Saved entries
((

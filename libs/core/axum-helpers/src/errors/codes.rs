//! Type-safe error codes for API responses.
//!
//! Single source of truth for the error codes used across the application.
//! Each code carries:
//! - String representation for client consumption (e.g., "VALIDATION_ERROR")
//! - Integer code for logging and monitoring (e.g., 1001)
//! - Default human-readable message
//!
//! # Example
//!
//! ```rust
//! use axum_helpers::errors::ErrorCode;
//!
//! let code = ErrorCode::ValidationError;
//! assert_eq!(code.as_str(), "VALIDATION_ERROR");
//! assert_eq!(code.code(), 1001);
//! assert_eq!(code.default_message(), "Request validation failed");
//! ```

use serde::{Deserialize, Serialize};
use utoipa::ToSchema;

/// Standardized error codes for API responses.
///
/// Combines string identifiers (for clients), integer codes (for
/// monitoring), and default messages (for consistency).
#[derive(Debug, Clone, Copy, PartialEq, Eq, Hash, Serialize, Deserialize, ToSchema)]
#[serde(rename_all = "SCREAMING_SNAKE_CASE")]
pub enum ErrorCode {
    // Client errors (1000-1999)
    /// Request validation failed
    ValidationError,

    /// Invalid ObjectId format in path or query parameter
    InvalidObjectId,

    /// Invalid JSON format in request body
    InvalidJson,

    /// Requested resource was not found
    NotFound,

    /// Authentication credentials are missing or invalid
    Unauthorized,

    /// Authenticated user lacks sufficient permissions
    Forbidden,

    /// Request conflicts with current resource state (e.g., duplicate resource)
    Conflict,

    /// Request payload is semantically incorrect
    UnprocessableEntity,

    /// JSON extraction from request body failed
    JsonExtraction,

    // Server errors (1000s)
    /// An unexpected internal server error occurred
    InternalError,

    /// Service is temporarily unavailable
    ServiceUnavailable,

    // Database errors (2000-2999)
    /// Database query returned no results
    DatabaseNotFound,

    /// No suitable database server could be selected
    DatabaseServerSelection,

    /// Database authentication failed
    DatabaseAuth,

    /// Database command error
    DatabaseCommand,

    /// Database write error (other than duplicate key)
    DatabaseWrite,

    /// Duplicate key write error
    DatabaseDuplicateKey,

    /// Database transaction error
    DatabaseTransaction,

    /// Failed to serialize or deserialize a database document
    DatabaseSerialization,

    /// Database I/O error
    DatabaseIo,

    /// Unhandled database error
    DatabaseUnhandled,

    // I/O errors (4000s)
    /// File system I/O error
    IoError,

    // JSON parsing errors (5000s)
    /// JSON serialization/deserialization error
    SerdeJsonError,
}

impl ErrorCode {
    /// Get the string representation for client consumption.
    ///
    /// This returns a SCREAMING_SNAKE_CASE identifier that clients can use
    /// to programmatically handle specific error types.
    pub fn as_str(&self) -> &'static str {
        match self {
            Self::ValidationError => "VALIDATION_ERROR",
            Self::InvalidObjectId => "INVALID_OBJECT_ID",
            Self::InvalidJson => "INVALID_JSON",
            Self::NotFound => "NOT_FOUND",
            Self::Unauthorized => "UNAUTHORIZED",
            Self::Forbidden => "FORBIDDEN",
            Self::Conflict => "CONFLICT",
            Self::UnprocessableEntity => "UNPROCESSABLE_ENTITY",
            Self::JsonExtraction => "JSON_EXTRACTION",
            Self::InternalError => "INTERNAL_ERROR",
            Self::ServiceUnavailable => "SERVICE_UNAVAILABLE",
            Self::DatabaseNotFound => "DATABASE_NOT_FOUND",
            Self::DatabaseServerSelection => "DATABASE_SERVER_SELECTION",
            Self::DatabaseAuth => "DATABASE_AUTH",
            Self::DatabaseCommand => "DATABASE_COMMAND",
            Self::DatabaseWrite => "DATABASE_WRITE",
            Self::DatabaseDuplicateKey => "DATABASE_DUPLICATE_KEY",
            Self::DatabaseTransaction => "DATABASE_TRANSACTION",
            Self::DatabaseSerialization => "DATABASE_SERIALIZATION",
            Self::DatabaseIo => "DATABASE_IO",
            Self::DatabaseUnhandled => "DATABASE_UNHANDLED",
            Self::IoError => "IO_ERROR",
            Self::SerdeJsonError => "SERDE_JSON_ERROR",
        }
    }

    /// Get the integer code for logging and monitoring.
    ///
    /// These codes are used in structured logs and metrics to identify error types.
    /// They are organized into ranges:
    /// - 1000-1999: Client errors
    /// - 2000-2999: Database errors
    /// - 4000-4999: I/O errors
    /// - 5000-5999: Serialization errors
    pub fn code(&self) -> i32 {
        match self {
            // Client errors (1000-1999)
            Self::ValidationError => 1001,
            Self::InvalidObjectId => 1002,
            Self::JsonExtraction => 1003,
            Self::NotFound => 1004,
            Self::InternalError => 1005,
            Self::Unauthorized => 1006,
            Self::Forbidden => 1007,
            Self::Conflict => 1008,
            Self::UnprocessableEntity => 1009,
            Self::InvalidJson => 1010,
            Self::ServiceUnavailable => 1011,

            // Database errors (2000-2999)
            Self::DatabaseNotFound => 2001,
            Self::DatabaseServerSelection => 2002,
            Self::DatabaseAuth => 2003,
            Self::DatabaseCommand => 2004,
            Self::DatabaseWrite => 2005,
            Self::DatabaseDuplicateKey => 2006,
            Self::DatabaseTransaction => 2007,
            Self::DatabaseSerialization => 2008,
            Self::DatabaseIo => 2009,
            Self::DatabaseUnhandled => 2099,

            // I/O errors (4000s)
            Self::IoError => 4001,

            // JSON parsing errors (5000s)
            Self::SerdeJsonError => 5001,
        }
    }

    /// Get the default user-facing error message.
    ///
    /// Individual handlers can override these messages with more specific
    /// details.
    pub fn default_message(&self) -> &'static str {
        match self {
            Self::ValidationError => "Request validation failed",
            Self::InvalidObjectId => "Invalid ObjectId format",
            Self::InvalidJson => "Invalid JSON format",
            Self::NotFound => "Resource not found",
            Self::Unauthorized => "Authentication required",
            Self::Forbidden => "Access forbidden",
            Self::Conflict => "Resource already exists",
            Self::UnprocessableEntity => "Request cannot be processed",
            Self::JsonExtraction => "Failed to parse request body",
            Self::InternalError => "An internal server error occurred",
            Self::ServiceUnavailable => "Service is temporarily unavailable",
            Self::DatabaseNotFound => "Database record not found",
            Self::DatabaseServerSelection => "Database is unreachable",
            Self::DatabaseAuth => "Database authentication failed",
            Self::DatabaseCommand => "Database command failed",
            Self::DatabaseWrite => "Database write failed",
            Self::DatabaseDuplicateKey => "Resource already exists",
            Self::DatabaseTransaction => "Database transaction failed",
            Self::DatabaseSerialization => "Failed to process database document",
            Self::DatabaseIo => "Database I/O error",
            Self::DatabaseUnhandled => "Unhandled database error",
            Self::IoError => "I/O error occurred",
            Self::SerdeJsonError => "JSON serialization error",
        }
    }
}

impl std::fmt::Display for ErrorCode {
    fn fmt(&self, f: &mut std::fmt::Formatter<'_>) -> std::fmt::Result {
        write!(f, "{}", self.as_str())
    }
}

))

WHAT NEEDS TO BE DONE: All lines in the preceding records that hold the word "monitoring" need to be copied.

RESPONSE TO THIS TASK:
//! - Integer code for logging and monitoring (e.g., 1001)
/// monitoring), and default messages (for consistency).
    /// Get the integer code for logging and monitoring.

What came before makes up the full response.